WHAT IS NEEDED: Wherever "Option" appears in a line of the listing, that line should be returned.

THE INPUT:
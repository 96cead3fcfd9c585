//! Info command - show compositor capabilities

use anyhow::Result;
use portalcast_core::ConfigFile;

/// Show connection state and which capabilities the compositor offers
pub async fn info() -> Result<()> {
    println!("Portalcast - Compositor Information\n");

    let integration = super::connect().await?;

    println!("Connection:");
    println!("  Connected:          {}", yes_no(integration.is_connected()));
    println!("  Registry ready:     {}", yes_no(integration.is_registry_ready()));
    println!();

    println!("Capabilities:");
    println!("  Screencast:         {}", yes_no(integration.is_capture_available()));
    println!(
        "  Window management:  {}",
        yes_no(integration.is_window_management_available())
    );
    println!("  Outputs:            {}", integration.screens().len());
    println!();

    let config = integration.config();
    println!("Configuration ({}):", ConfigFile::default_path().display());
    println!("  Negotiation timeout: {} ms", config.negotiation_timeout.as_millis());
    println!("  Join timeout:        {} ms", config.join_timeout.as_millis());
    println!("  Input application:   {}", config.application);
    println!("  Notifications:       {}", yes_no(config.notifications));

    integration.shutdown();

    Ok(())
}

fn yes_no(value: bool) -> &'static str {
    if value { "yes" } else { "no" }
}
---
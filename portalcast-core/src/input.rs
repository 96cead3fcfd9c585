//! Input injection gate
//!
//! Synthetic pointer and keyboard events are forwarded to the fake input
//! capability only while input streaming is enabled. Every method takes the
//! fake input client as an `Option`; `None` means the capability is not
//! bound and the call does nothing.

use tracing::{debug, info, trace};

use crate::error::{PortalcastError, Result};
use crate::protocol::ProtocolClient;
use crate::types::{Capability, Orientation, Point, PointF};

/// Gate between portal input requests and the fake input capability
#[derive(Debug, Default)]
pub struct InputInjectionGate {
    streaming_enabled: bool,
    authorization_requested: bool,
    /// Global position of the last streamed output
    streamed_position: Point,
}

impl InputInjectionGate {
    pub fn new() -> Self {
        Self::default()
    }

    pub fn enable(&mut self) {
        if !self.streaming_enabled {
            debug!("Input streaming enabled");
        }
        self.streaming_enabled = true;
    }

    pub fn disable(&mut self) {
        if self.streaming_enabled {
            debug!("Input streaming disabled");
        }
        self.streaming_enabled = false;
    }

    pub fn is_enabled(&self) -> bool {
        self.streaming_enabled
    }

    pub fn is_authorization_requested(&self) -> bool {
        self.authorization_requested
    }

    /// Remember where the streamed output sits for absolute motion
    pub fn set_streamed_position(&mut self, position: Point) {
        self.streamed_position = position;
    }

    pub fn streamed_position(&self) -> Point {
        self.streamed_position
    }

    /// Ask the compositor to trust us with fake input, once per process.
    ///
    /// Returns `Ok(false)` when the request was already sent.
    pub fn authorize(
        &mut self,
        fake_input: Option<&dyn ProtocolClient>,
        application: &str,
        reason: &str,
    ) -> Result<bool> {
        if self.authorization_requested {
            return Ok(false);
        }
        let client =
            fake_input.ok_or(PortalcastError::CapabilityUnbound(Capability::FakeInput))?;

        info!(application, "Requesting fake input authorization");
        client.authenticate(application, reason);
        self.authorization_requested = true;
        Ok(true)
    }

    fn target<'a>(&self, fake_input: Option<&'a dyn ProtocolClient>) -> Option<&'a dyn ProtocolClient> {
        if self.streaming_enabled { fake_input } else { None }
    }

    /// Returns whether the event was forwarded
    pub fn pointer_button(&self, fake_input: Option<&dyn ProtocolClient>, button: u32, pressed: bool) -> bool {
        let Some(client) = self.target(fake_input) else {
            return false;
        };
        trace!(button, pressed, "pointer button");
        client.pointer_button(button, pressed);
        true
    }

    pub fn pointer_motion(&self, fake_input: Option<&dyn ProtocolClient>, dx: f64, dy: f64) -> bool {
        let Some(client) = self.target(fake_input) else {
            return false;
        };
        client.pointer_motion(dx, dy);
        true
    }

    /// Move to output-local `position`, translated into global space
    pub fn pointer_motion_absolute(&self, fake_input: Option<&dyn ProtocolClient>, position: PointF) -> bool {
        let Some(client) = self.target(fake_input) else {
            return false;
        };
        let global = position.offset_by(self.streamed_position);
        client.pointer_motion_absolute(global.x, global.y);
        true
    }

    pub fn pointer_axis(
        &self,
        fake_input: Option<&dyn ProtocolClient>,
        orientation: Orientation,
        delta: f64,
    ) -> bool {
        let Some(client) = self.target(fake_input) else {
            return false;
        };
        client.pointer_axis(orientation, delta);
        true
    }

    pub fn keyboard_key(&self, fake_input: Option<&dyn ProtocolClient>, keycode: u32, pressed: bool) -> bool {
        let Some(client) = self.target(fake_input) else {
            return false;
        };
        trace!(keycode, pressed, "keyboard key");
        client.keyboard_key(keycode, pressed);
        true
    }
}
==
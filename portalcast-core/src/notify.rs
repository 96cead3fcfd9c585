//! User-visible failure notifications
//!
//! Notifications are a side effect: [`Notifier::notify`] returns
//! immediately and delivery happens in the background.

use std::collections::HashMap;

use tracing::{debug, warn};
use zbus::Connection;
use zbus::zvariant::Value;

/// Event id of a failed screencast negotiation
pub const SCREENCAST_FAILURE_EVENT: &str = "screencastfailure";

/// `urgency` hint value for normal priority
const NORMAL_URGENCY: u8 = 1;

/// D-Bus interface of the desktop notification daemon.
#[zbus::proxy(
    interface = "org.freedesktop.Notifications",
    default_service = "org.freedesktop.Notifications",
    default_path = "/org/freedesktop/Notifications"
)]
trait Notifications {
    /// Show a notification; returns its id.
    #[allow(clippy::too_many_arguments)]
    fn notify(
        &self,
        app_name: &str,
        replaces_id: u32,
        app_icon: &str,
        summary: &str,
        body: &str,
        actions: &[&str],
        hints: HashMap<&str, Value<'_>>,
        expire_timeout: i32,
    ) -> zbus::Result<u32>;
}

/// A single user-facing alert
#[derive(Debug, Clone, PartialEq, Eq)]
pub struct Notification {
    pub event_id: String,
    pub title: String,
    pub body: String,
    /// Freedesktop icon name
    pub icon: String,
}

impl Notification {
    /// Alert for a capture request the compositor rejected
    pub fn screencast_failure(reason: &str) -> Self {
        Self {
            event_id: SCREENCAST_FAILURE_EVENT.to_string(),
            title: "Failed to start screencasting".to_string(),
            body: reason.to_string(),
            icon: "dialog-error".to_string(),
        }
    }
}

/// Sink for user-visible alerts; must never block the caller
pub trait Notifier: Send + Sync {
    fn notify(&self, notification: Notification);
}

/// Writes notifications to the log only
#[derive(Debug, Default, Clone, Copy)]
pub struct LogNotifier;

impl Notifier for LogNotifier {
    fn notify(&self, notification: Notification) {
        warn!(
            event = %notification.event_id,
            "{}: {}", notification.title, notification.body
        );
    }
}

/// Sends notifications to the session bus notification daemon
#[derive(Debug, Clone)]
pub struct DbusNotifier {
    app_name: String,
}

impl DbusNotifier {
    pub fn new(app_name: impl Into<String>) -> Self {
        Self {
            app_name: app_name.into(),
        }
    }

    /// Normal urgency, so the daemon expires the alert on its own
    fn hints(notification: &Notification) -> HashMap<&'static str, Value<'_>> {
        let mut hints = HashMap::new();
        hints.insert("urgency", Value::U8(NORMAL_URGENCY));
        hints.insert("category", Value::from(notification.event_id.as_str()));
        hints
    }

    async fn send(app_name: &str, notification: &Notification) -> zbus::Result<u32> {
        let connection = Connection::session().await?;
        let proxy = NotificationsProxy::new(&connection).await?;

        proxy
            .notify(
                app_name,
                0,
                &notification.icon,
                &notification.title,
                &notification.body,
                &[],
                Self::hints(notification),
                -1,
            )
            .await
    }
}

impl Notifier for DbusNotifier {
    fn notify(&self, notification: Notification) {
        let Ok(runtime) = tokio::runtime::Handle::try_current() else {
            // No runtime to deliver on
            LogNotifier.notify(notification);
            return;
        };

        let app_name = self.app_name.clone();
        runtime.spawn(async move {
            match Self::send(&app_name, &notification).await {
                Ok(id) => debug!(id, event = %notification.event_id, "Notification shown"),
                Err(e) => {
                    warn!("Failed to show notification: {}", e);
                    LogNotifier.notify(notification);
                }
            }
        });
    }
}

OUTPUT OF THE EXERCISE:
//! fake input client as an `Option`; `None` means the capability is not
        fake_input: Option<&dyn ProtocolClient>,
    fn target<'a>(&self, fake_input: Option<&'a dyn ProtocolClient>) -> Option<&'a dyn ProtocolClient> {
    pub fn pointer_button(&self, fake_input: Option<&dyn ProtocolClient>, button: u32, pressed: bool) -> bool {
    pub fn pointer_motion(&self, fake_input: Option<&dyn ProtocolClient>, dx: f64, dy: f64) -> bool {
    pub fn pointer_motion_absolute(&self, fake_input: Option<&dyn ProtocolClient>, position: PointF) -> bool {
        fake_input: Option<&dyn ProtocolClient>,
    pub fn keyboard_key(&self, fake_input: Option<&dyn ProtocolClient>, keycode: u32, pressed: bool) -> bool {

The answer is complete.